Das MG42 wurde "Hitlersäge" genannt, weil seine extrem hohe Feuerrate (bis zu 1300-1400 Schuss/min) und das laute Rattern der Schüsse an eine Kreissäge erinnerten, die Gegner niederstreckte, was es zu einer furchteinflößenden Waffe machte, die sowohl von deutschen Soldaten als auch von den Alliierten gefürchtet wurde und Spitznamen wie "Knochenmühle" oder "Hitler-Säge" erhielt, was die Effektivität und den Schrecken der Waffe unterstrich.
Sind Gewehrkugeln schneller als der Schall?
Zum Vergleich: 2,2-fache Schallgeschwindigkeit ist ungefähr doppelt so schnell wie eine Gewehrkugel.
Welches ist das schnellste Maschinengewehr der Welt?
Die maximale theoretische Kadenz der GSch-6-23 ist mit 9.000 und 10.000 Schuss pro Minute eine der höchsten weltweit. Die Feuerrate wird aus taktischen Gründen begrenzt, da die kumulierte Länge der Feuerstöße mit dem mitgeführten Munitionsvorrat sehr kurz wäre.
Was ist die Hitlersäge?
Es wurde im zweiten Weltkrieg im Deutschen Reich entwickelt und von der Deutschen Wehrmacht und den Staaten der Achsenmächte verwendet. Es hat eine sehr hohe Feuerrate von 1200 - 1500 Schuss/min und wurde wegen seiner ratternden Feuerstöße auch "Hitlersäge" oder "Singende Säge" genannt.

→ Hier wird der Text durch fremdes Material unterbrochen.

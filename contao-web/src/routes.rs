// Contao - front-end rendering core for the Contao CMS
// Copyright (C) 2025 Contao Project Contributors
//
// This program is free software: you can redistribute it and/or modify
// it under the terms of the GNU Affero General Public License as
// published by the Free Software Foundation, either version 3 of the
// License, or (at your option) any later version.
//
// This program is distributed in the hope that it will be useful,
// but WITHOUT ANY WARRANTY; without even the implied warranty of
// MERCHANTABILITY or FITNESS FOR A PARTICULAR PURPOSE.  See the
// GNU Affero General Public License for more details.
//
// You should have received a copy of the GNU Affero General Public License
// along with this program.  If not, see <https://www.gnu.org/licenses/>.

use crate::{
    modules::login::LOGOUT_PATH,
    page::{logout_handler, page_handler},
    request_logging::request_logging_middleware,
    AppState,
};
use axum::{
    middleware,
    routing::{get, post},
    Router,
};
use tower::ServiceBuilder;
use tower_http::trace::TraceLayer;

pub fn create_router(state: AppState) -> Router {
    Router::new()
        // Health check
        .route("/_health", get(health))
        // System routes
        .route(LOGOUT_PATH, post(logout_handler))
        // Everything else is a front-end page
        .fallback(get(page_handler).post(page_handler))
        .layer(middleware::from_fn(request_logging_middleware))
        .layer(ServiceBuilder::new().layer(TraceLayer::new_for_http()))
        .with_state(state)
}

async fn health() -> &'static str {
    "OK"
}

#[cfg(test)]
mod tests {
    use super::*;
    use crate::test_helpers::{create_test_app_state, TestSite};
    use axum::http::{header, StatusCode};
    use axum_test::TestServer;

    #[tokio::test]
    async fn test_health_check() {
        let state = create_test_app_state().await.unwrap();
        let server = TestServer::new(create_router(state)).unwrap();

        let response = server.get("/_health").await;
        response.assert_status_ok();
        response.assert_text("OK");
    }

    #[tokio::test]
    async fn test_empty_installation_answers_404() {
        let state = create_test_app_state().await.unwrap();
        let server = TestServer::new(create_router(state)).unwrap();

        let response = server.get("/").await;
        response.assert_status(StatusCode::NOT_FOUND);
        assert!(response.text().contains("<h1>404</h1>"));
    }

    #[tokio::test]
    async fn test_root_alias_forwards_to_first_page() {
        let state = create_test_app_state().await.unwrap();
        TestSite::create(&state).await.unwrap();
        let server = TestServer::new(create_router(state)).unwrap();

        let response = server.get("/website.html").await;
        response.assert_status(StatusCode::SEE_OTHER);
        assert_eq!(response.header(header::LOCATION), "/");

        let response = server.get("/index.html").await;
        response.assert_status_ok();
        assert!(response.text().contains("Welcome to our website"));
    }
}
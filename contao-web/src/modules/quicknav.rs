use anyhow::Result;
use async_trait::async_trait;
use contao_core::models::module_config::ModuleConfig;
use contao_core::navigation::{flatten, NavItem, NavigationOptions};
use contao_core::routing::is_local_url;
use serde::Serialize;

use super::{FrontendModule, ModuleOutcome};
use crate::render::{FrontendTemplate, Redirection, RenderContext};

const INDENT: &str = "\u{a0}\u{a0}";

#[derive(Debug, Serialize)]
struct SelectOption {
    href: String,
    link: String,
    indent: String,
    is_active: bool,
}

impl SelectOption {
    fn from_item(item: &NavItem, base_level: usize) -> Self {
        Self {
            href: item.href.clone(),
            link: item.link.clone(),
            indent: INDENT.repeat(item.level.saturating_sub(base_level)),
            is_active: item.is_active,
        }
    }
}

/// Redirect to the submitted `target` when the module's form was sent.
///
/// Only local URLs or URLs offered by the menu are followed.
fn submitted_target(
    ctx: &RenderContext<'_>,
    form_id: &str,
    items: &[NavItem],
) -> Option<Redirection> {
    if !ctx.request.is_form_submit(form_id) {
        return None;
    }
    let target = ctx.request.form_value("target")?;
    if is_local_url(target) || items.iter().any(|item| item.href == target) {
        Some(Redirection::to(target))
    } else {
        tracing::warn!(target = %target, "Ignoring quick navigation target");
        None
    }
}

fn bind_select(
    ctx: &RenderContext<'_>,
    config: &ModuleConfig,
    template: &mut FrontendTemplate,
    form_id: &str,
    options: &[SelectOption],
    default_label: &str,
) {
    ctx.bind_form(template, form_id);
    template.set("label", config.custom_label().unwrap_or(default_label));
    template.set("options", options);
}

/// Drop-down menu of the page tree.
pub struct QuickNavModule;

#[async_trait]
impl FrontendModule for QuickNavModule {
    fn template(&self) -> &'static str {
        "mod_quicknav"
    }

    async fn compile(
        &self,
        ctx: &RenderContext<'_>,
        config: &ModuleConfig,
        template: &mut FrontendTemplate,
    ) -> Result<ModuleOutcome> {
        let options = NavigationOptions {
            level_offset: 0,
            ..config.navigation_options()
        };
        let root = config.root_page().unwrap_or(ctx.page.root_id);
        let items = flatten(&ctx.navigator().build(root, 1, &options));
        if items.is_empty() {
            return Ok(ModuleOutcome::Empty);
        }

        let form_id = format!("tl_quicknav_{}", config.id());
        if let Some(redirect) = submitted_target(ctx, &form_id, &items) {
            return Ok(ModuleOutcome::Redirect(redirect));
        }

        let select: Vec<SelectOption> = items
            .iter()
            .map(|item| SelectOption::from_item(item, 1))
            .collect();
        bind_select(ctx, config, template, &form_id, &select, "Quick navigation");
        Ok(ModuleOutcome::Render)
    }
}

/// Drop-down list of selected pages.
pub struct QuickLinkModule;

#[async_trait]
impl FrontendModule for QuickLinkModule {
    fn template(&self) -> &'static str {
        "mod_quicklink"
    }

    async fn compile(
        &self,
        ctx: &RenderContext<'_>,
        config: &ModuleConfig,
        template: &mut FrontendTemplate,
    ) -> Result<ModuleOutcome> {
        let items = ctx
            .navigator()
            .custom(&config.pages(), &config.navigation_options());
        if items.is_empty() {
            return Ok(ModuleOutcome::Empty);
        }

        let form_id = format!("tl_quicklink_{}", config.id());
        if let Some(redirect) = submitted_target(ctx, &form_id, &items) {
            return Ok(ModuleOutcome::Redirect(redirect));
        }

        let select: Vec<SelectOption> = items
            .iter()
            .map(|item| SelectOption::from_item(item, item.level))
            .collect();
        bind_select(ctx, config, template, &form_id, &select, "Quick link");
        Ok(ModuleOutcome::Render)
    }
}

#[cfg(test)]
mod tests {
    use super::*;
    use crate::test_helpers::{
        create_module, create_test_app_state, module_redirect, render_module, TestSite,
    };
    use axum::http::Method;
    use serde_json::json;

    #[tokio::test]
    async fn test_quicknav_indents_subpages() -> Result<()> {
        let state = create_test_app_state().await?;
        let site = TestSite::create(&state).await?;
        let module = create_module(&state, "quicknav", json!({"custom_label": "Jump to"})).await?;
        let fixture = site.fixture(&state, site.home, "/").await?;

        let html = render_module(&fixture, &module).await?;
        assert!(html.contains("<option value=\"\">Jump to</option>"));
        assert!(html.contains("<option value=\"/team.html\">\u{a0}\u{a0}Team</option>"));
        assert!(html.contains(&format!("value=\"tl_quicknav_{}\"", module.id())));
        Ok(())
    }

    #[tokio::test]
    async fn test_quicknav_redirects_to_local_target() -> Result<()> {
        let state = create_test_app_state().await?;
        let site = TestSite::create(&state).await?;
        let module = create_module(&state, "quicknav", json!({})).await?;
        let body = format!("FORM_SUBMIT=tl_quicknav_{}&target=%2Fcontact.html", module.id());
        let fixture = site
            .fixture(&state, site.home, "/")
            .await?
            .with_request(Method::POST, "/", &body);

        let redirect = module_redirect(&fixture, &module).await?;
        assert_eq!(redirect.url, "/contact.html");
        Ok(())
    }

    #[tokio::test]
    async fn test_quicklink_ignores_foreign_target() -> Result<()> {
        let state = create_test_app_state().await?;
        let site = TestSite::create(&state).await?;
        let module = create_module(&state, "quicklink", json!({"pages": [site.about, site.contact]})).await?;
        let body = format!(
            "FORM_SUBMIT=tl_quicklink_{}&target=https%3A%2F%2Fevil.example%2F",
            module.id()
        );
        let fixture = site
            .fixture(&state, site.home, "/")
            .await?
            .with_request(Method::POST, "/", &body);

        let html = render_module(&fixture, &module).await?;
        assert!(html.contains("<option value=\"/about.html\">About</option>"));
        Ok(())
    }
}
// Contao - front-end rendering core for the Contao CMS
// Copyright (C) 2025 Contao Project Contributors
//
// This program is free software: you can redistribute it and/or modify
// it under the terms of the GNU Affero General Public License as
// published by the Free Software Foundation, either version 3 of the
// License, or (at your option) any later version.
//
// This program is distributed in the hope that it will be useful,
// but WITHOUT ANY WARRANTY; without even the implied warranty of
// MERCHANTABILITY or FITNESS FOR A PARTICULAR PURPOSE.  See the
// GNU Affero General Public License for more details.
//
// You should have received a copy of the GNU Affero General Public License
// along with this program.  If not, see <https://www.gnu.org/licenses/>.

use axum_extra::extract::cookie::{Cookie, CookieJar, SameSite};
use rand::RngCore;

pub const REQUEST_TOKEN_COOKIE: &str = "contao_csrf_token";
pub const REQUEST_TOKEN_FIELD: &str = "REQUEST_TOKEN";

const TOKEN_LENGTH: usize = 32;

/// Double-submit request token: the same value lives in a cookie and in
/// every form the page renders.
#[derive(Debug, Clone, PartialEq, Eq)]
pub struct RequestToken {
    pub value: String,
    /// Not yet stored in the visitor's cookie.
    pub is_new: bool,
}

impl RequestToken {
    pub fn generate() -> Self {
        let mut bytes = [0u8; TOKEN_LENGTH];
        rand::thread_rng().fill_bytes(&mut bytes);
        Self {
            value: hex::encode(bytes),
            is_new: true,
        }
    }

    /// The token from the cookie, or a fresh one.
    pub fn from_jar(jar: &CookieJar) -> Self {
        match jar.get(REQUEST_TOKEN_COOKIE) {
            Some(cookie) if is_well_formed(cookie.value()) => Self {
                value: cookie.value().to_string(),
                is_new: false,
            },
            _ => Self::generate(),
        }
    }

    /// A submitted form is only trusted when the cookie existed before and
    /// the form echoes its value.
    pub fn verify(&self, submitted: Option<&str>) -> bool {
        if self.is_new {
            return false;
        }
        match submitted {
            Some(value) => constant_time_eq(self.value.as_bytes(), value.as_bytes()),
            None => false,
        }
    }

    pub fn cookie(&self, secure: bool) -> Cookie<'static> {
        Cookie::build((REQUEST_TOKEN_COOKIE, self.value.clone()))
            .path("/")
            .http_only(true)
            .secure(secure)
            .same_site(SameSite::Lax)
            .build()
    }
}

fn is_well_formed(value: &str) -> bool {
    value.len() == TOKEN_LENGTH * 2 && value.chars().all(|c| c.is_ascii_hexdigit())
}

fn constant_time_eq(a: &[u8], b: &[u8]) -> bool {
    if a.len() != b.len() {
        return false;
    }
    a.iter().zip(b).fold(0u8, |acc, (x, y)| acc | (x ^ y)) == 0
}

#[cfg(test)]
mod tests {
    use super::*;

    #[test]
    fn test_generated_token_is_not_trusted() {
        let token = RequestToken::generate();
        assert_eq!(token.value.len(), 64);
        assert!(!token.verify(Some(token.value.as_str())));
    }

    #[test]
    fn test_token_from_cookie() {
        let value = "ab".repeat(32);
        let jar = CookieJar::new().add(Cookie::new(REQUEST_TOKEN_COOKIE, value.clone()));
        let token = RequestToken::from_jar(&jar);
        assert!(!token.is_new);
        assert!(token.verify(Some(value.as_str())));
        assert!(!token.verify(Some("ab")));
        assert!(!token.verify(None));
    }

    #[test]
    fn test_malformed_cookie_is_replaced() {
        let jar = CookieJar::new().add(Cookie::new(REQUEST_TOKEN_COOKIE, "<script>"));
        let token = RequestToken::from_jar(&jar);
        assert!(token.is_new);
        assert_ne!(token.value, "<script>");
    }
}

Ist es verboten, heil zu sagen?
Nein, das alleinige "Heil" als Gruß ist in Deutschland wegen seiner Verknüpfung mit den verbotenen NS-Parolen "Sieg Heil" und "Heil Hitler" problematisch und kann strafrechtliche Konsequenzen nach sich ziehen (Volksverhetzung, § 86a StGB), obwohl das Wort an sich historisch positiv besetzt war (z. B. "Berg Heil", "Seelenheil"). Es ist ratsam, es zu vermeiden, um Missverständnisse und rechtliche Probleme zu umgehen, da es schnell als verharmlosende Wiedergabe des Hitlergrußes interpretiert wird.
Was war Hitlers Spitzname?
Sein Spitzname war „Wolf“. Dieser leitete sich von seinem Vornamen Adolf ab, der im Althochdeutschen „edler Wolf“ bedeutete. Die Bezeichnung „Wolf“ hatte Hitler überwiegend in seiner privaten Korrespondenz in den 1920er Jahren genutzt.
Was heißt Parabellum?
Der Name "Parabellum" stammt vom lateinischen Spruch "Si vis pacem, para bellum" (Wenn du Frieden willst, bereite dich auf den Krieg vor) – ein passender Name für eine Militärpatrone.
Was passiert mit Magnus?
Wann lohnt sich Grundversorgung Strom?